Work instruction:
Each line of the data that mentions the string "super" needs to be identified and copied.

The records:
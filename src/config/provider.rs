//! Configuration provider: per-persona rule tables with a generic fallback.
//!
//! The table is built once (built-ins plus optional overrides) and then only
//! read.  A reload builds a complete new table and swaps it in behind a
//! single pointer, so a reader always sees one consistent snapshot.

use std::collections::{BTreeMap, BTreeSet};
use std::path::Path;
use std::sync::Arc;

use parking_lot::RwLock;

use crate::persona::profile::normalize_persona_id;

use super::builtin::builtin_personas;
use super::error::ConfigError;
use super::loader::{LoadReport, OverrideDocument};
use super::rules::{
    BehaviorRules, CommunicationRules, ConfidenceRules, ExpertiseLevels,
    PersonalityConfiguration, StressRules,
};

// ============================================================================
// Provider contract
// ============================================================================

/// Read-only source of persona configuration.
///
/// Lookups are case-insensitive and never fail: unknown personas receive the
/// generic table.
pub trait ConfigurationProvider: Send + Sync {
    /// Full configuration for `persona_id`.
    fn configuration(&self, persona_id: &str) -> PersonalityConfiguration;

    /// Whether `persona_id` has its own table.
    fn is_supported(&self, persona_id: &str) -> bool;

    /// Ids of every persona with its own table.
    fn list_supported(&self) -> BTreeSet<String>;

    /// Expertise table for `persona_id`.
    fn expertise_levels(&self, persona_id: &str) -> ExpertiseLevels {
        self.configuration(persona_id).expertise_levels
    }

    /// Context boosts and trait influence for `persona_id`.
    fn behavior_rules(&self, persona_id: &str) -> BehaviorRules {
        self.configuration(persona_id).behavior_rules
    }

    /// Stress and time-pressure coefficients for `persona_id`.
    fn stress_rules(&self, persona_id: &str) -> StressRules {
        self.configuration(persona_id).stress_rules
    }

    /// Urgency and complexity formality rules for `persona_id`.
    fn communication_rules(&self, persona_id: &str) -> CommunicationRules {
        self.configuration(persona_id).communication_rules
    }

    /// Expertise confidence coefficients for `persona_id`.
    fn confidence_rules(&self, persona_id: &str) -> ConfidenceRules {
        self.configuration(persona_id).confidence_rules
    }
}

// ============================================================================
// Persona table
// ============================================================================

/// Immutable-once-published map of persona id → configuration.
#[derive(Debug, Clone, Default, PartialEq)]
pub struct PersonaTable {
    personas: BTreeMap<String, PersonalityConfiguration>,
}

impl PersonaTable {
    /// An empty table.
    pub fn new() -> Self {
        Self::default()
    }

    /// A table holding the built-in personas.
    pub fn builtin() -> Self {
        let mut table = Self::new();
        for (id, cfg) in builtin_personas() {
            table.insert(&id, cfg);
        }
        table
    }

    /// Built-ins refined by an override document.
    pub fn with_overrides(doc: &OverrideDocument) -> (Self, LoadReport) {
        let mut table = Self::builtin();
        let report = doc.apply(&mut table);
        (table, report)
    }

    /// Insert or replace a persona.  The id is normalised and the
    /// configuration clamped.
    pub fn insert(&mut self, persona_id: &str, cfg: PersonalityConfiguration) {
        self.personas
            .insert(normalize_persona_id(persona_id), cfg.clamped());
    }

    /// Configuration for `persona_id`, matched case-insensitively.  `None` for
    /// unknown personas; the generic fallback is the provider's job.
    pub fn get(&self, persona_id: &str) -> Option<&PersonalityConfiguration> {
        self.personas.get(&normalize_persona_id(persona_id))
    }

    /// Whether `persona_id` has its own entry.
    pub fn contains(&self, persona_id: &str) -> bool {
        self.get(persona_id).is_some()
    }

    /// Normalised ids, sorted.
    pub fn ids(&self) -> BTreeSet<String> {
        self.personas.keys().cloned().collect()
    }

    /// Number of personas in the table.
    pub fn len(&self) -> usize {
        self.personas.len()
    }

    /// Whether the table holds no personas.
    pub fn is_empty(&self) -> bool {
        self.personas.is_empty()
    }
}

// ============================================================================
// Provider
// ============================================================================

/// In-memory [`ConfigurationProvider`] with atomic reload.
#[derive(Debug)]
pub struct PersonaConfigProvider {
    table: RwLock<Arc<PersonaTable>>,
}

impl PersonaConfigProvider {
    /// Provider over the built-in personas.
    pub fn new() -> Self {
        Self::from_table(PersonaTable::builtin())
    }

    /// Provider over an explicit table (e.g. synthetic tables in tests).
    pub fn from_table(table: PersonaTable) -> Self {
        log::info!("Persona configuration ready: {} personas", table.len());
        Self {
            table: RwLock::new(Arc::new(table)),
        }
    }

    /// Built-ins refined by an override document given as YAML or JSON.
    pub fn from_yaml(yaml: &str) -> Result<(Self, LoadReport), ConfigError> {
        let doc = OverrideDocument::from_yaml(yaml)?;
        let (table, report) = PersonaTable::with_overrides(&doc);
        Ok((Self::from_table(table), report))
    }

    /// Built-ins refined by an override document on disk.
    pub fn from_file(path: impl AsRef<Path>) -> Result<(Self, LoadReport), ConfigError> {
        let doc = OverrideDocument::from_file(path)?;
        let (table, report) = PersonaTable::with_overrides(&doc);
        Ok((Self::from_table(table), report))
    }

    /// Current table.  Later reloads do not affect a snapshot already taken.
    pub fn snapshot(&self) -> Arc<PersonaTable> {
        Arc::clone(&self.table.read())
    }

    /// Replace the whole table in one step.
    pub fn reload(&self, table: PersonaTable) {
        let table = Arc::new(table);
        log::info!("Reloading persona configuration: {} personas", table.len());
        *self.table.write() = table;
    }

    /// Rebuild from built-ins plus `yaml` and swap it in.  On a document-level
    /// error the current table stays in place.
    pub fn reload_from_yaml(&self, yaml: &str) -> Result<LoadReport, ConfigError> {
        let doc = OverrideDocument::from_yaml(yaml)?;
        let (table, report) = PersonaTable::with_overrides(&doc);
        self.reload(table);
        Ok(report)
    }
}

impl Default for PersonaConfigProvider {
    fn default() -> Self {
        Self::new()
    }
}

impl ConfigurationProvider for PersonaConfigProvider {
    fn configuration(&self, persona_id: &str) -> PersonalityConfiguration {
        let table = self.snapshot();
        match table.get(persona_id) {
            Some(cfg) => cfg.clone(),
            None => {
                log::debug!("No configuration for persona '{}', using generic", persona_id);
                PersonalityConfiguration::generic()
            }
        }
    }

    fn is_supported(&self, persona_id: &str) -> bool {
        self.snapshot().contains(persona_id)
    }

    fn list_supported(&self) -> BTreeSet<String> {
        self.snapshot().ids()
    }
}

// ============================================================================
// Tests
// ============================================================================
// ============================================================================
// Tests
// ============================================================================

#[cfg(test)]
mod tests {
    use super::*;
    use crate::config::{ConfigurationProvider, PersonaConfigProvider, AVERY};
    use crate::persona::PersonalityTrait;

    fn empty() -> PersonalityProfile {
        PersonalityProfile::new("empty", "")
    }

    fn all_in_range(m: &BehaviorModifiers) -> bool {
        m.axes().iter().all(|(_, v)| (0.0..=1.0).contains(v))
    }

    #[test]
    fn test_context_baselines() {
        let rules = BehaviorRules::default();
        let tech = TraitBehaviorCalculator.behavior_modifiers(&empty(), ContextType::Technical, &rules);
        assert_eq!(tech.technical_detail, 0.90);
        assert_eq!(tech.pragmatism, 0.95);
        assert_eq!(tech.confidence, 0.95);

        let family = TraitBehaviorCalculator.behavior_modifiers(&empty(), ContextType::Family, &rules);
        assert_eq!(family.warmth, 0.90);
        assert_eq!(family.protectiveness, 0.85);
        assert_eq!(family.directness, BehaviorModifiers::NEUTRAL);
    }

    #[test]
    fn test_technical_trait_adds_weighted_delta() {
        let profile = PersonalityProfile::new("p", "")
            .with_trait(PersonalityTrait::new("Technical", "Systems design", "", 0.5));
        let m = TraitBehaviorCalculator.behavior_modifiers(
            &profile,
            ContextType::Personal,
            &BehaviorRules::default(),
        );
        assert!((m.technical_detail - 0.575).abs() < 1e-6);
        assert!((m.pragmatism - 0.55).abs() < 1e-6);
    }

    #[test]
    fn test_decision_keyword_boosts_structure() {
        let profile = PersonalityProfile::new("p", "")
            .with_trait(PersonalityTrait::new("Hobbies", "Decisive under pressure", "", 1.0));
        let m = TraitBehaviorCalculator.behavior_modifiers(
            &profile,
            ContextType::Personal,
            &BehaviorRules::default(),
        );
        assert!((m.structured_thinking - 0.6).abs() < 1e-6);
        assert!((m.analytical_depth - 0.6).abs() < 1e-6);
    }

    #[test]
    fn test_family_boost_multiplies_baseline() {
        let rules = BehaviorRules {
            family_context_boost: 1.1,
            ..BehaviorRules::default()
        };
        let m = TraitBehaviorCalculator.behavior_modifiers(&empty(), ContextType::Family, &rules);
        assert!((m.warmth - 0.99).abs() < 1e-6);
        assert!((m.protectiveness - 0.935).abs() < 1e-6);
    }

    #[test]
    fn test_stress_deltas_follow_rules() {
        let rules = StressRules::default();
        let adj = StressAdjustment::compute(&rules, 0.5, 1.0);
        assert!((adj.directness_increase - 0.5 * rules.directness_factor).abs() < 1e-6);
        assert!((adj.technical_detail_reduction - rules.detail_reduction_factor).abs() < 1e-6);
        assert!((adj.solution_focus_boost - rules.solution_focus_factor).abs() < 1e-6);
        assert!((adj.results_orientation_increase - rules.results_orientation_factor).abs() < 1e-6);
    }

    #[test]
    fn test_stress_monotonicity() {
        let provider = PersonaConfigProvider::new();
        for persona in [AVERY, "unknown"] {
            let rules = provider.stress_rules(persona);
            for time in [0.0, 0.3, 1.0] {
                let mut prev = StressAdjustment::compute(&rules, 0.0, time);
                for step in 1..=20 {
                    let next = StressAdjustment::compute(&rules, step as f32 / 20.0, time);
                    assert!(next.directness_increase >= prev.directness_increase);
                    assert!(next.structured_thinking_boost >= prev.structured_thinking_boost);
                    prev = next;
                }
            }
        }
    }

    #[test]
    fn test_confidence_boost_bounded() {
        let rules = StressRules {
            confidence_factor: 0.3,
            ..StressRules::default()
        };
        let adj = StressAdjustment::compute(&rules, 5.0, 0.0);
        assert!(adj.confidence_boost <= CONFIDENCE_BOOST_LIMIT);
        let rules = StressRules {
            confidence_factor: -0.3,
            ..StressRules::default()
        };
        let adj = StressAdjustment::compute(&rules, 1.0, 0.0);
        assert!(adj.confidence_boost >= -CONFIDENCE_BOOST_LIMIT);
    }

    #[test]
    fn test_clamp_happens_once_after_summing() {
        let provider = PersonaConfigProvider::new();
        let cfg = provider.configuration(AVERY);
        let profile = PersonalityProfile::new("Avery", "")
            .with_trait(PersonalityTrait::new("Technical", "Systems design", "", 1.0));

        // 0.90 × 1.05 + 1.0 × 0.15 × 1.2 = 1.125 before any clamp; full time
        // pressure removes 0.25.  Clamping per step would give 0.75.
        let m = TraitBehaviorCalculator.adapted_modifiers(
            &profile,
            ContextType::Technical,
            &cfg.behavior_rules,
            &cfg.stress_rules,
            0.0,
            1.0,
        );
        assert!((m.technical_detail - 0.875).abs() < 1e-5, "got {}", m.technical_detail);
    }

    #[test]
    fn test_modify_for_stress_and_time_moves_axes() {
        let rules = BehaviorRules::default();
        let stress = StressRules::default();
        let calm = TraitBehaviorCalculator.modify_for_stress_and_time(&empty(), &rules, &stress, 0.0, 0.0);
        let tense = TraitBehaviorCalculator.modify_for_stress_and_time(&empty(), &rules, &stress, 1.0, 1.0);
        assert_eq!(calm, BehaviorModifiers::neutral());
        assert!(tense.directness > calm.directness);
        assert!(tense.structured_thinking > calm.structured_thinking);
        assert!(tense.warmth < calm.warmth);
        assert!(tense.technical_detail < calm.technical_detail);
        assert!(tense.self_reflection < calm.self_reflection);
        assert!(tense.results_orientation > calm.results_orientation);
    }

    #[test]
    fn test_bounds_hold_for_extreme_inputs() {
        let heavy = PersonalityProfile::new("heavy", "")
            .with_trait(PersonalityTrait::new("Technical", "Decisive direct problem solver", "", 5.0))
            .with_trait(PersonalityTrait::new("Leadership", "Strategic", "", 1.0))
            .with_trait(PersonalityTrait::new("Family", "Honest", "", f32::NAN))
            .with_trait(PersonalityTrait::new("Personality", "Candid", "", -2.0));
        let rules = BehaviorRules {
            technical_context_boost: 2.0,
            leadership_context_boost: 2.0,
            family_context_boost: 2.0,
            professional_context_boost: 2.0,
            trait_influence: 2.0,
        };
        let stress = StressRules {
            directness_factor: 1.0,
            warmth_reduction_factor: 1.0,
            detail_reduction_factor: 1.0,
            ..StressRules::default()
        };
        for context in ContextType::ALL {
            for s in [-1.0, 0.0, 0.5, 1.0, 3.0, f32::NAN] {
                for t in [-1.0, 0.0, 1.0, 7.0] {
                    let m = TraitBehaviorCalculator.adapted_modifiers(&heavy, context, &rules, &stress, s, t);
                    assert!(all_in_range(&m), "{:?} s={} t={} -> {:?}", context, s, t, m);
                    let m = TraitBehaviorCalculator.modify_for_stress_and_time(&heavy, &rules, &stress, s, t);
                    assert!(all_in_range(&m));
                }
            }
        }
    }
}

Solution to this problem:
use super::builtin::builtin_personas;
use super::error::ConfigError;
use super::loader::{LoadReport, OverrideDocument};
use super::rules::{
    use super::*;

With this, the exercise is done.